Andrzej Długosz, prezes agencji Crossmedia, który był podsluchiwany za pomocą oprogramowania Pegasus, o czym w lipcu 2022 obszernie mówił przed senacką Komisją nadzwyczajną ds. nielegalnej inwigilacji, niezwłocznie po złożeniu wyjaśnień w Senacie złożył pisemne zawiadomienie o podejrzeniu popełnienia przestępstwa w Prokuraturze Okręgowej w Warszawie (przytaczamy je w całości poniżej). 14 października Prokurator Anna Szymańska-Borko (delegowana do Prok. Okręgowej) wydała postanowienie o odmowie wszczęcia śledztwa, gdyż „czyn nie zawiera znamion czynu zabronionego” (czytaj załączony dokument).

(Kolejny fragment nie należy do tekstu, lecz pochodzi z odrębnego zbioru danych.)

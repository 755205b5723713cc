//! Image/view coordinate mapping under pan and zoom.
//!
//! The view transform is a uniform scale followed by a translation:
//! `view = image * scale + offset`. All framing operations (zoom-to-cursor,
//! fit-to-window, focus-on-pose) only ever rewrite `scale` and `offset`.

use crate::constants::{
    FIT_MARGIN, FOCUS_MAX_SCALE, FOCUS_MIN_EXTENT, FOCUS_PADDING, MAX_SCALE, MIN_SCALE,
    ZOOM_IN_FACTOR, ZOOM_OUT_FACTOR,
};

/// A 2D point, in either image pixels or view pixels.
#[derive(Debug, Clone, Copy, PartialEq, Default)]
pub struct Point {
    pub x: f64,
    pub y: f64,
}

impl Point {
    pub fn new(x: f64, y: f64) -> Self {
        Self { x, y }
    }

    /// Sum of the absolute axis differences.
    pub fn manhattan_distance(&self, other: Point) -> f64 {
        (self.x - other.x).abs() + (self.y - other.y).abs()
    }
}

/// Width and height of an image or a viewport.
#[derive(Debug, Clone, Copy, PartialEq, Default)]
pub struct Size {
    pub width: f64,
    pub height: f64,
}

impl Size {
    pub fn new(width: f64, height: f64) -> Self {
        Self { width, height }
    }

    fn is_empty(&self) -> bool {
        self.width <= 0.0 || self.height <= 0.0
    }
}

/// Axis-aligned box given by its min and max corners (image pixels).
#[derive(Debug, Clone, Copy, PartialEq)]
pub struct BoundingBox {
    pub min_x: f64,
    pub min_y: f64,
    pub max_x: f64,
    pub max_y: f64,
}

impl BoundingBox {
    pub fn new(min_x: f64, min_y: f64, max_x: f64, max_y: f64) -> Self {
        Self {
            min_x,
            min_y,
            max_x,
            max_y,
        }
    }

    pub fn width(&self) -> f64 {
        self.max_x - self.min_x
    }

    pub fn height(&self) -> f64 {
        self.max_y - self.min_y
    }
}

/// Pan/zoom state mapping image coordinates to view coordinates.
#[derive(Debug, Clone, Copy, PartialEq)]
pub struct ViewTransform {
    scale: f64,
    offset: Point,
}

impl ViewTransform {
    /// Create a transform; the scale is clamped into the allowed range.
    pub fn new(scale: f64, offset: Point) -> Self {
        Self {
            scale: clamp_scale(scale),
            offset,
        }
    }

    /// Identity transform (scale 1, no offset).
    pub fn identity() -> Self {
        Self::new(1.0, Point::default())
    }

    pub fn scale(&self) -> f64 {
        self.scale
    }

    pub fn offset(&self) -> Point {
        self.offset
    }

    /// Map an image-space point into view space.
    pub fn image_to_view(&self, p: Point) -> Point {
        Point::new(
            p.x * self.scale + self.offset.x,
            p.y * self.scale + self.offset.y,
        )
    }

    /// Map a view-space point back into image space.
    pub fn view_to_image(&self, p: Point) -> Point {
        Point::new(
            (p.x - self.offset.x) / self.scale,
            (p.y - self.offset.y) / self.scale,
        )
    }

    /// Zoom by `factor` keeping the image point under `view_point` fixed.
    ///
    /// The new scale is clamped; the offset is corrected by the image point
    /// under the cursor times the scale delta, so anchoring holds even when
    /// the clamp shortens the step.
    pub fn zoom_at(&mut self, view_point: Point, factor: f64) {
        let anchor = self.view_to_image(view_point);
        let new_scale = clamp_scale(self.scale * factor);
        let delta = new_scale - self.scale;

        self.offset.x -= anchor.x * delta;
        self.offset.y -= anchor.y * delta;
        self.scale = new_scale;
    }

    /// Apply discrete wheel steps: positive steps zoom in, negative zoom out.
    pub fn wheel(&mut self, view_point: Point, steps: i32) {
        let factor = if steps > 0 {
            ZOOM_IN_FACTOR
        } else {
            ZOOM_OUT_FACTOR
        };
        for _ in 0..steps.unsigned_abs() {
            self.zoom_at(view_point, factor);
        }
    }

    /// Translate the view by a delta in view pixels.
    pub fn pan_by(&mut self, dx: f64, dy: f64) {
        self.offset.x += dx;
        self.offset.y += dy;
    }

    /// Show the whole image centered with a small margin.
    pub fn fit_to_window(&mut self, image: Size, viewport: Size) {
        if image.is_empty() || viewport.is_empty() {
            return;
        }

        let scale_x = viewport.width / image.width;
        let scale_y = viewport.height / image.height;
        self.scale = clamp_scale(scale_x.min(scale_y) * FIT_MARGIN);

        self.offset = Point::new(
            (viewport.width - image.width * self.scale) / 2.0,
            (viewport.height - image.height * self.scale) / 2.0,
        );
    }

    /// Frame a keypoint bounding box with padding.
    ///
    /// Boxes below the noise floor on either axis (or no box at all) mean
    /// there is no usable pose yet, and the whole image is shown instead.
    pub fn focus_on_bbox(&mut self, bbox: Option<BoundingBox>, image: Size, viewport: Size) {
        let Some(bbox) = bbox else {
            self.fit_to_window(image, viewport);
            return;
        };
        if bbox.width() < FOCUS_MIN_EXTENT || bbox.height() < FOCUS_MIN_EXTENT {
            self.fit_to_window(image, viewport);
            return;
        }
        if viewport.is_empty() {
            return;
        }

        let padding_x = bbox.width() * FOCUS_PADDING;
        let padding_y = bbox.height() * FOCUS_PADDING;
        let target_w = bbox.width() + padding_x;
        let target_h = bbox.height() + padding_y;
        let center_x = bbox.min_x - padding_x / 2.0 + target_w / 2.0;
        let center_y = bbox.min_y - padding_y / 2.0 + target_h / 2.0;

        let covering = (viewport.width / target_w).min(viewport.height / target_h);
        self.scale = clamp_scale(covering.min(FOCUS_MAX_SCALE));

        self.offset = Point::new(
            viewport.width / 2.0 - center_x * self.scale,
            viewport.height / 2.0 - center_y * self.scale,
        );
    }
}

impl Default for ViewTransform {
    fn default() -> Self {
        Self::identity()
    }
}

fn clamp_scale(scale: f64) -> f64 {
    scale.clamp(MIN_SCALE, MAX_SCALE)
}

#[cfg(test)]
mod tests {
    use super::*;

    const EPSILON: f64 = 1e-9;

    fn approx_eq(a: f64, b: f64) -> bool {
        (a - b).abs() < EPSILON
    }

    fn points_eq(a: Point, b: Point) -> bool {
        approx_eq(a.x, b.x) && approx_eq(a.y, b.y)
    }

    #[test]
    fn test_identity_transform() {
        let t = ViewTransform::identity();
        assert_eq!(t.scale(), 1.0);
        assert_eq!(t.offset(), Point::default());
        assert_eq!(t.image_to_view(Point::new(3.0, 4.0)), Point::new(3.0, 4.0));
    }

    #[test]
    fn test_image_to_view_applies_scale_then_offset() {
        let t = ViewTransform::new(2.0, Point::new(10.0, -5.0));
        assert_eq!(t.image_to_view(Point::new(3.0, 4.0)), Point::new(16.0, 3.0));
    }

    #[test]
    fn test_roundtrip_across_scale_range() {
        let p = Point::new(123.456, -78.9);
        for scale in [0.1, 0.37, 1.0, 4.2, 11.0, 20.0] {
            let t = ViewTransform::new(scale, Point::new(-312.5, 47.25));
            let back = t.view_to_image(t.image_to_view(p));
            assert!(points_eq(p, back), "scale {scale}: {back:?}");
        }
    }

    #[test]
    fn test_new_clamps_scale() {
        assert_eq!(ViewTransform::new(0.01, Point::default()).scale(), MIN_SCALE);
        assert_eq!(ViewTransform::new(50.0, Point::default()).scale(), MAX_SCALE);
    }

    #[test]
    fn test_zoom_at_keeps_cursor_anchor() {
        let mut t = ViewTransform::new(1.3, Point::new(40.0, 25.0));
        let cursor = Point::new(310.0, 207.0);
        let before = t.view_to_image(cursor);

        t.zoom_at(cursor, ZOOM_IN_FACTOR);
        assert!(approx_eq(t.scale(), 1.3 * ZOOM_IN_FACTOR));
        assert!(points_eq(t.view_to_image(cursor), before));

        t.zoom_at(cursor, ZOOM_OUT_FACTOR);
        assert!(points_eq(t.view_to_image(cursor), before));
    }

    #[test]
    fn test_zoom_at_clamped_still_anchors() {
        let mut t = ViewTransform::new(19.5, Point::new(-100.0, -80.0));
        let cursor = Point::new(50.0, 60.0);
        let before = t.view_to_image(cursor);

        t.zoom_at(cursor, ZOOM_IN_FACTOR);
        assert_eq!(t.scale(), MAX_SCALE);
        assert!(points_eq(t.view_to_image(cursor), before));
    }

    #[test]
    fn test_wheel_steps() {
        let mut t = ViewTransform::identity();
        t.wheel(Point::new(0.0, 0.0), 2);
        assert!(approx_eq(t.scale(), 1.21));
        t.wheel(Point::new(0.0, 0.0), -1);
        assert!(approx_eq(t.scale(), 1.21 * 0.9));
    }

    #[test]
    fn test_pan_by() {
        let mut t = ViewTransform::new(2.0, Point::new(10.0, 20.0));
        t.pan_by(5.0, -10.0);
        assert_eq!(t.offset(), Point::new(15.0, 10.0));
        assert_eq!(t.scale(), 2.0);
    }

    #[test]
    fn test_fit_to_window_centers_image() {
        let mut t = ViewTransform::identity();
        t.fit_to_window(Size::new(1000.0, 500.0), Size::new(800.0, 600.0));

        // Width-limited: 0.8 * 0.9
        assert!(approx_eq(t.scale(), 0.72));
        assert!(approx_eq(t.offset().x, (800.0 - 720.0) / 2.0));
        assert!(approx_eq(t.offset().y, (600.0 - 360.0) / 2.0));
    }

    #[test]
    fn test_fit_to_window_ignores_empty_sizes() {
        let mut t = ViewTransform::new(3.0, Point::new(1.0, 2.0));
        t.fit_to_window(Size::new(0.0, 100.0), Size::new(800.0, 600.0));
        assert_eq!(t, ViewTransform::new(3.0, Point::new(1.0, 2.0)));
    }

    #[test]
    fn test_focus_on_bbox_centers_padded_box() {
        let mut t = ViewTransform::identity();
        let bbox = BoundingBox::new(100.0, 200.0, 300.0, 400.0);
        let viewport = Size::new(600.0, 600.0);
        t.focus_on_bbox(Some(bbox), Size::new(2000.0, 2000.0), viewport);

        // Padded box is 300x300, so the covering scale is 2.0
        assert!(approx_eq(t.scale(), 2.0));
        let center = t.image_to_view(Point::new(200.0, 300.0));
        assert!(points_eq(center, Point::new(300.0, 300.0)));
    }

    #[test]
    fn test_focus_on_bbox_caps_magnification() {
        let mut t = ViewTransform::identity();
        let bbox = BoundingBox::new(10.0, 10.0, 22.0, 22.0);
        t.focus_on_bbox(Some(bbox), Size::new(640.0, 480.0), Size::new(1000.0, 1000.0));
        assert_eq!(t.scale(), FOCUS_MAX_SCALE);
    }

    #[test]
    fn test_focus_on_tiny_bbox_falls_back_to_fit() {
        let image = Size::new(400.0, 300.0);
        let viewport = Size::new(800.0, 600.0);

        let mut focused = ViewTransform::identity();
        focused.focus_on_bbox(
            Some(BoundingBox::new(50.0, 50.0, 55.0, 200.0)),
            image,
            viewport,
        );

        let mut fitted = ViewTransform::identity();
        fitted.fit_to_window(image, viewport);
        assert_eq!(focused, fitted);

        let mut none = ViewTransform::identity();
        none.focus_on_bbox(None, image, viewport);
        assert_eq!(none, fitted);
    }
}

Andrzej Długosz zapowiedział już złożenie zażalenia do sądu. Czy trafi tam ono na sędziego, czy może na neo-sędziego, ze wszystkimi tego konsekwencjami?

 

Warszawa, dnia 26 lipca 2022 roku

Prokuratura Okręgowa w Warszawie

1 Wydział Śledczy

ul. Chocimska 28
00-791 Warszawa

Pokrzywdzony: Andrzej Długosz

ul. Górna 27

05 – 503 Głosków – Letnisko

tel. 609-636-381, e-mail: andrzejd@crossmedia.pl

telefaks: Oświadczam, że nie posiadam telefaksu

Zawiadomienie o podejrzeniu popełnienia przestępstwa

Działając w imieniu własnym, na podstawie art. 304 § 1 k.p.k., zawiadamiam o podejrzeniu popełnienia przestępstw przez funkcjonariuszy publicznych na szkodę pokrzywdzonego Andrzeja Długosza, a w szczególności z art. 231 § 1 k.k. w zb. z art. 267 § 1 i 3 k.k.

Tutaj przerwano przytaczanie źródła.